A rich variety of the comic, humorous and ironic elements are to be found in the Potter stories. The writer presents the society and its institutions in the world of the magicians from a satirical point of view, in fact she criticises institutionalism itself and the mechanism of publicity. The employees of the Ministry of Magic generally approach the problems in a half-hearted and obscure way, their measurements prove that they don’t actually want to solve them but rather prefer opportunism and the observance of the real or unreal requirements of the public opinion. In the fourth part Cornelius Fudge proves to be a narrow-minded, short-sighted, coward and noxious politician. Mass media and publicity are characterised by emptiness, bluff and scoop-hunting. The trouble-maker Rita Skeeter, the reporter of the Daily Prophet is the embodiment of the careless, sensationalist way of newspaper writing. Gilderoy Lockheart, the star of the media is the final product of the stupid, ridiculous star-creating activity of the show-business and in the same time illustrates how easily all kinds of naive audiences can be deceived. He is a sort of modern miles gloriosus who uses very efficiently the strategy and tactics of snobbism and bluff. In Harry Potter and the Chamber of Secrets for the time of a single school-year Lockheart is accepted as a teacher in the school of magicians. There – but only there – he finally fails. His failure in fact is an ancient element many times appearing in all kinds of tales. Clowns, buffoons, black lambs have always been comic figures who have big mouth, bluster, saw the air, fall down and are finally cast away. (Lockheart literally comes down on his nose first during his boastful fighting with Snape and then, at the end of the story when he steals Ron Weasley’s magic wand to enchant the boys with it, but the wand, about which everybody knows that it never works, blows up in his hand.)

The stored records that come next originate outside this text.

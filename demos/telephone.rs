//! Telephone State Machine
//!
//! This example walks a phone through a call.
//!
//! Key concepts:
//! - Fixed, reentrant and ignored transitions
//! - Guarded transitions
//! - Parameterized triggers carrying a caller name
//! - Lifecycle events and transition history
//!
//! Run with: cargo run --example telephone

use liquid_fsm::builder::{Configuration, MachineBuilder};
use liquid_fsm::core::{Guard, ParameterizedTrigger};
use std::sync::atomic::{AtomicBool, Ordering};
use std::sync::Arc;

#[derive(Clone, Copy, PartialEq, Eq, Hash, Debug)]
enum Phone {
    Off,
    Ringing,
    Connected,
    OnHold,
}

#[derive(Clone, Copy, PartialEq, Eq, Hash, Debug)]
enum Call {
    Ring,
    Connect,
    Hold,
    Resume,
    HangUp,
}

fn main() -> Result<(), Box<dyn std::error::Error>> {
    println!("=== Telephone State Machine ===\n");

    let connect = ParameterizedTrigger::<Call, String>::new(Call::Connect);
    let line_free = Arc::new(AtomicBool::new(true));
    let line = Arc::clone(&line_free);

    let mut config = Configuration::new();
    config
        .configure(Phone::Off)
        .permit(Call::Ring, Phone::Ringing)?
        .ignore(Call::HangUp)?;
    config
        .configure(Phone::Ringing)
        .on_entry(|| println!("  *ring ring*"))
        .permit_parameterized(&connect, Phone::Connected, |caller: String| {
            println!("  connecting {caller}")
        })?
        .permit(Call::HangUp, Phone::Off)?;
    config
        .configure(Phone::Connected)
        .on_entry(|| println!("  line open"))
        .on_exit(|| println!("  line closed"))
        .permit_if(
            Call::Hold,
            Phone::OnHold,
            Guard::new(move || line.load(Ordering::SeqCst)),
        )?
        .permit(Call::HangUp, Phone::Off)?;
    config
        .configure(Phone::OnHold)
        .permit(Call::Resume, Phone::Connected)?
        .permit_reentry(Call::Hold)?
        .permit(Call::HangUp, Phone::Off)?;

    let phone = MachineBuilder::new(config)
        .initial(Phone::Off)
        .name("desk-phone")
        .track_history(32)
        .on_transition_executed(|event| {
            println!("{:?} -> {:?} via {:?}", event.from, event.to, event.trigger)
        })
        .build()?;

    println!("Initial state: {:?}\n", phone.current_state());

    phone.fire(Call::HangUp)?;
    phone.fire(Call::Ring)?;
    phone.fire_with(&connect, "John Doe".to_string())?;
    phone.fire(Call::Hold)?;
    phone.fire(Call::Hold)?;
    phone.fire(Call::Resume)?;

    line_free.store(false, Ordering::SeqCst);
    match phone.fire(Call::Hold) {
        Ok(()) => println!("held"),
        Err(err) => println!("\nRejected: {err}\n"),
    }
    println!("Permitted now: {:?}", phone.permitted_triggers());

    phone.fire(Call::HangUp)?;

    if let Some(history) = phone.history() {
        println!("\nPath: {:?}", history.get_path());
        println!("Transitions recorded: {}", history.len());
    }

    println!("\n=== Example Complete ===");
    Ok(())
}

The ghosts living in the castle-school also belong to the world of “low” comedy, of the burlesque. The writer’s playful fantasy reshapes the elements of the ghost stories, horrors and gothic novels, turns them into a hyperbolic parody and presents them in combinations full of black humour. In the school every house has its own ghost, and every ghost has his or her own appearance and story of being deprived of life. The ghost of the Gryffindor Tower is called Nearly Headless Nick whose venerable head is kept only by an inch of skin. Nick considers this an undeserved punishment, a painfully transitional state, a sinister stigma which makes an outcast of him. He tries in vain to enter the association called Headless Hunt because the lucky and scornful members accept only those who were properly beheaded.
Peeves, the poltergeist, a buffo-like, wild descendant of Puck continuously ravages in every nook and corner of the house. He seems to be present everywhere and all the time, he flies or tumbles in the air with a terrible speed. It is the very essence of his character to tease, to make trouble, to stir panic. He misleads the freshly arrived youngsters, throws waste-paper baskets, walking sticks and balloons filled with water at their heads, readily plays the role of the informer telling the caretaker what the pupils are doing, writes dirty words on the blackboard and mocks at Harry singing loudly and with a wide grin on his face: “Oh, Potter, you rotter, oh what have you done?”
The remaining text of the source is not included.